Health care risk and compliance (R&C) functions are ready for the next phase of their evolution. Over the past decade, many functions have built a strong foundation for business partnerships by embedding compliance earlier in decision making, adopting digital tools, and fostering a stronger culture of accountability. Now, R&C must evolve again to adapt to new digital and AI business models, a faster pace of change, and expanding engagement with practitioners and patients.
R&C functions can build on past successes by advancing to true two-way collaboration with business colleagues: integrating risk thinking into strategy, operations, and innovation. Enabled by analytics, AI, and new talent models, R&C functions can fulfill the long-discussed promise of integrated risk management.

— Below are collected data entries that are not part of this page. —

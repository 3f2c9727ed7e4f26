//! Strata Renderer - CPU Path Tracing
//!
//! A Monte Carlo path tracer for physically-based rendering: a BVH over
//! analytic primitives, importance-sampled materials, a multiple importance
//! sampling integrator and a strip scheduler running on a rayon pool.
//!
//! The [`Worker`] state machine exposes the same engine to a distributed
//! leader, one tile at a time.

mod bvh;
mod camera;
mod canvas;
mod constant_medium;
mod cuboid;
mod error;
mod hittable;
mod instance;
mod integrator;
mod material;
mod pdf;
mod rect;
mod renderer;
mod scene;
mod sphere;
mod strip;
mod triangle;
mod worker;

pub use bvh::BvhNode;
pub use camera::Camera;
pub use canvas::{to_pixel, Canvas};
pub use constant_medium::ConstantMedium;
pub use cuboid::Cuboid;
pub use error::{RenderError, RenderResult, SceneError, SceneResult};
pub use hittable::{Hit, HitRecord, Hittable, HittableList};
pub use instance::{FlipNormals, RotateY, Translate};
pub use integrator::{
    sampler_for, AlbedoSampler, NormalSampler, PathTracer, Sampler, WireFrameSampler, T_MIN,
};
pub use material::{reflect, refract, schlick, Material, PbrMaterial, ScatterRecord};
pub use pdf::{CosinePdf, HittablePdf, MaterialPdf, MixturePdf, PbrPdf, Pdf};
pub use rect::{AxisRect, Plane};
pub use renderer::{render, render_pixel, render_with_preview};
pub use scene::Scene;
pub use sphere::Sphere;
pub use strip::{generate_strips, step_height, Strip, StripResult, STEP_CANDIDATES};
pub use triangle::Triangle;
pub use worker::{
    RenderStats, SetupStatus, TileChunk, TileOutcome, TileRequest, Worker, WorkerStatus,
    WorkerStatusReport,
};

/// Re-export Vec3 and common math types from strata_math
pub use strata_math::{Aabb, Color, Interval, Ray, Vec3};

Collaborative Risk Management Is a Two-Way Partnership
Health care R&C leaders have made progress in building relationships with their business counterparts. As risks multiply across functions, business leaders must reciprocate by integrating risk thinking into everyday decision making.

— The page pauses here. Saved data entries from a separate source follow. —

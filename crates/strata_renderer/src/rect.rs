//! Axis-aligned rectangles.

use std::sync::Arc;

use rand::RngCore;
use strata_math::sampling::gen_f64;
use strata_math::{Aabb, Interval, Ray, Vec3};

use crate::hittable::{Hit, HitRecord, Hittable};
use crate::Material;

/// The plane a rectangle lies in, named by its two free axes.
#[derive(Debug, Clone, Copy, PartialEq, Eq)]
pub enum Plane {
    XY,
    XZ,
    YZ,
}

impl Plane {
    /// Axis indices as (first free axis, second free axis, fixed axis).
    fn axes(self) -> (usize, usize, usize) {
        match self {
            Plane::XY => (0, 1, 2),
            Plane::XZ => (0, 2, 1),
            Plane::YZ => (1, 2, 0),
        }
    }
}

/// A rectangle spanning `[a0, a1] x [b0, b1]` on the free axes at `k` on the
/// fixed axis. The outward normal points along the positive fixed axis.
pub struct AxisRect {
    plane: Plane,
    a0: f64,
    a1: f64,
    b0: f64,
    b1: f64,
    k: f64,
    material: Arc<Material>,
}

impl AxisRect {
    pub fn new(
        plane: Plane,
        (a0, a1): (f64, f64),
        (b0, b1): (f64, f64),
        k: f64,
        material: Arc<Material>,
    ) -> Self {
        Self {
            plane,
            a0: a0.min(a1),
            a1: a0.max(a1),
            b0: b0.min(b1),
            b1: b0.max(b1),
            k,
            material,
        }
    }

    pub fn xy(x: (f64, f64), y: (f64, f64), z: f64, material: Arc<Material>) -> Self {
        Self::new(Plane::XY, x, y, z, material)
    }

    pub fn xz(x: (f64, f64), z: (f64, f64), y: f64, material: Arc<Material>) -> Self {
        Self::new(Plane::XZ, x, z, y, material)
    }

    pub fn yz(y: (f64, f64), z: (f64, f64), x: f64, material: Arc<Material>) -> Self {
        Self::new(Plane::YZ, y, z, x, material)
    }

    pub fn area(&self) -> f64 {
        (self.a1 - self.a0) * (self.b1 - self.b0)
    }

    fn outward_normal(&self) -> Vec3 {
        let mut n = Vec3::ZERO;
        n[self.plane.axes().2] = 1.0;
        n
    }

    /// Assemble a world point from free-axis coordinates.
    fn point(&self, a: f64, b: f64) -> Vec3 {
        let (ia, ib, ik) = self.plane.axes();
        let mut p = Vec3::ZERO;
        p[ia] = a;
        p[ib] = b;
        p[ik] = self.k;
        p
    }
}

impl Hittable for AxisRect {
    fn hit(&self, ray: &Ray, ray_t: Interval) -> Option<Hit<'_>> {
        let (ia, ib, ik) = self.plane.axes();
        let origin = ray.origin();
        let direction = ray.direction();

        let t = (self.k - origin[ik]) / direction[ik];
        // A ray inside the plane divides to NaN and fails here as well
        if !ray_t.contains(t) {
            return None;
        }

        let a = origin[ia] + t * direction[ia];
        let b = origin[ib] + t * direction[ib];
        if a < self.a0 || a > self.a1 || b < self.b0 || b > self.b1 {
            return None;
        }

        let u = (a - self.a0) / (self.a1 - self.a0);
        let v = (b - self.b0) / (self.b1 - self.b0);
        let rec = HitRecord::new(ray, t, self.outward_normal(), u, v);
        Some((rec, self.material.as_ref()))
    }

    /// Edge when the hit is within `width` of a side, as a fraction of that
    /// side's length.
    fn hit_edge(&self, ray: &Ray, ray_t: Interval, width: f64) -> Option<(Hit<'_>, bool)> {
        let hit = self.hit(ray, ray_t)?;
        let (u, v) = (hit.0.u, hit.0.v);
        let margin = u.min(1.0 - u).min(v).min(1.0 - v);
        Some((hit, margin < width))
    }

    fn bounding_box(&self, _time0: f64, _time1: f64) -> Option<Aabb> {
        // Aabb pads the zero-thickness axis
        Some(Aabb::from_points(
            self.point(self.a0, self.b0),
            self.point(self.a1, self.b1),
        ))
    }

    fn pdf_value(&self, origin: Vec3, direction: Vec3) -> f64 {
        let area = self.area();
        if area <= 0.0 {
            return 0.0;
        }
        let ray = Ray::new(origin, direction, 0.0);
        let Some((rec, _)) = self.hit(&ray, Interval::new(0.001, f64::INFINITY)) else {
            return 0.0;
        };
        let length_squared = direction.length_squared();
        let distance_squared = rec.t * rec.t * length_squared;
        let cosine = (direction[self.plane.axes().2] / length_squared.sqrt()).abs();
        if cosine <= 0.0 {
            return 0.0;
        }
        distance_squared / (cosine * area)
    }

    fn random(&self, origin: Vec3, rng: &mut dyn RngCore) -> Vec3 {
        let a = self.a0 + gen_f64(rng) * (self.a1 - self.a0);
        let b = self.b0 + gen_f64(rng) * (self.b1 - self.b0);
        self.point(a, b) - origin
    }

    fn is_emitter(&self) -> bool {
        self.material.is_emitter()
    }
}

#[cfg(test)]
mod tests {
    use super::*;
    use rand::rngs::StdRng;
    use rand::SeedableRng;
    use strata_math::Color;

    fn grey() -> Arc<Material> {
        Arc::new(Material::lambertian(Color::splat(0.5)))
    }

    #[test]
    fn test_xz_rect_hit() {
        let rect = AxisRect::xz((-1.0, 1.0), (-2.0, 2.0), 3.0, grey());
        let ray = Ray::new(Vec3::new(0.5, 0.0, 1.0), Vec3::Y, 0.0);

        let (rec, _) = rect.hit(&ray, Interval::new(0.001, f64::INFINITY)).unwrap();
        assert!((rec.t - 3.0).abs() < 1e-12);
        assert_eq!(rec.point, Vec3::new(0.5, 3.0, 1.0));
        // Hit from below, outward normal +Y
        assert!(!rec.front_face);
        assert_eq!(rec.normal, -Vec3::Y);
        assert!((rec.u - 0.75).abs() < 1e-12);
        assert!((rec.v - 0.75).abs() < 1e-12);
    }

    #[test]
    fn test_rect_misses() {
        let rect = AxisRect::xy((0.0, 1.0), (0.0, 1.0), -2.0, grey());
        let unbounded = Interval::new(0.001, f64::INFINITY);

        let outside = Ray::new(Vec3::new(2.0, 0.5, 0.0), -Vec3::Z, 0.0);
        assert!(rect.hit(&outside, unbounded).is_none());

        let parallel = Ray::new(Vec3::new(0.5, 0.5, 0.0), Vec3::X, 0.0);
        assert!(rect.hit(&parallel, unbounded).is_none());

        let away = Ray::new(Vec3::new(0.5, 0.5, 0.0), Vec3::Z, 0.0);
        assert!(rect.hit(&away, unbounded).is_none());
    }

    #[test]
    fn test_yz_rect_front_face() {
        let rect = AxisRect::yz((0.0, 2.0), (0.0, 2.0), 1.0, grey());
        let ray = Ray::new(Vec3::new(5.0, 1.0, 1.0), -Vec3::X, 0.0);
        let (rec, _) = rect.hit(&ray, Interval::new(0.001, f64::INFINITY)).unwrap();
        assert!(rec.front_face);
        assert_eq!(rec.normal, Vec3::X);
    }

    #[test]
    fn test_rect_edge() {
        let rect = AxisRect::xy((0.0, 4.0), (0.0, 2.0), -1.0, grey());
        let unbounded = Interval::new(0.001, f64::INFINITY);
        let toward = |x: f64, y: f64| Ray::new(Vec3::new(x, y, 0.0), -Vec3::Z, 0.0);

        assert!(!rect.hit_edge(&toward(2.0, 1.0), unbounded, 0.1).unwrap().1);
        // 0.3 of 4 is inside the band, 0.3 of 2 is not
        assert!(rect.hit_edge(&toward(0.3, 1.0), unbounded, 0.1).unwrap().1);
        assert!(!rect.hit_edge(&toward(2.0, 0.3), unbounded, 0.1).unwrap().1);
        assert!(rect.hit_edge(&toward(2.0, 1.9), unbounded, 0.1).unwrap().1);
        assert!(rect.hit_edge(&toward(5.0, 1.0), unbounded, 0.1).is_none());
    }

    #[test]
    fn test_rect_bounding_box_is_padded() {
        let rect = AxisRect::xz((-1.0, 1.0), (-1.0, 1.0), 2.0, grey());
        let bbox = rect.bounding_box(0.0, 1.0).unwrap();
        assert!(bbox.y.size() > 0.0);
        assert!(bbox.y.contains(2.0));
        assert_eq!(bbox.x, Interval::new(-1.0, 1.0));
    }

    #[test]
    fn test_rect_light_pdf() {
        let light = AxisRect::xz(
            (-1.0, 1.0),
            (-1.0, 1.0),
            2.0,
            Arc::new(Material::diffuse_light(Color::ONE)),
        );
        assert!(light.is_emitter());

        // Straight up: dist 2, cos 1, area 4
        assert!((light.pdf_value(Vec3::ZERO, Vec3::Y) - 1.0).abs() < 1e-12);
        assert_eq!(light.pdf_value(Vec3::ZERO, -Vec3::Y), 0.0);

        let mut rng = StdRng::seed_from_u64(4);
        for _ in 0..200 {
            let d = light.random(Vec3::ZERO, &mut rng);
            assert!((d.y - 2.0).abs() < 1e-12);
            assert!(d.x.abs() <= 1.0 && d.z.abs() <= 1.0);
            assert!(light.pdf_value(Vec3::ZERO, d) > 0.0);
        }
    }
}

In practice, two-way collaboration means that functions with delegated accountability—such as R&D, commercial, operations, and IT—monitor and report their key risks, while R&C synthesizes and builds upon those inputs to create a single, enterprise-wide view. (See Exhibit 1.) Together, leaders prioritize the two or three most material risks to be tracked and managed at the corporate level. R&C acts as the integrator and facilitator of this dialogue, bringing transparency, aligning mitigation strategies, and maintaining focus on the most important issues.
Digital Analytics and AI Are Catalysts
Digital analytics and AI are essential to driving collaboration, creating real-time transparency, and generating shared insights. By identifying risk and disruption patterns early, they enable R&C teams to move from hindsight to foresight and coordinate proactive responses across the enterprise.
AI-powered analytics can transform the daily work of compliance professionals. Risk-based sampling and anomaly detection help teams focus on the most material risks instead of manually reviewing thousands of transactions, while automated third-party monitoring uncovers issues in vast supplier networks that might otherwise go unnoticed. These capabilities make risk management both more efficient and more strategic, directing human attention to where it matters most.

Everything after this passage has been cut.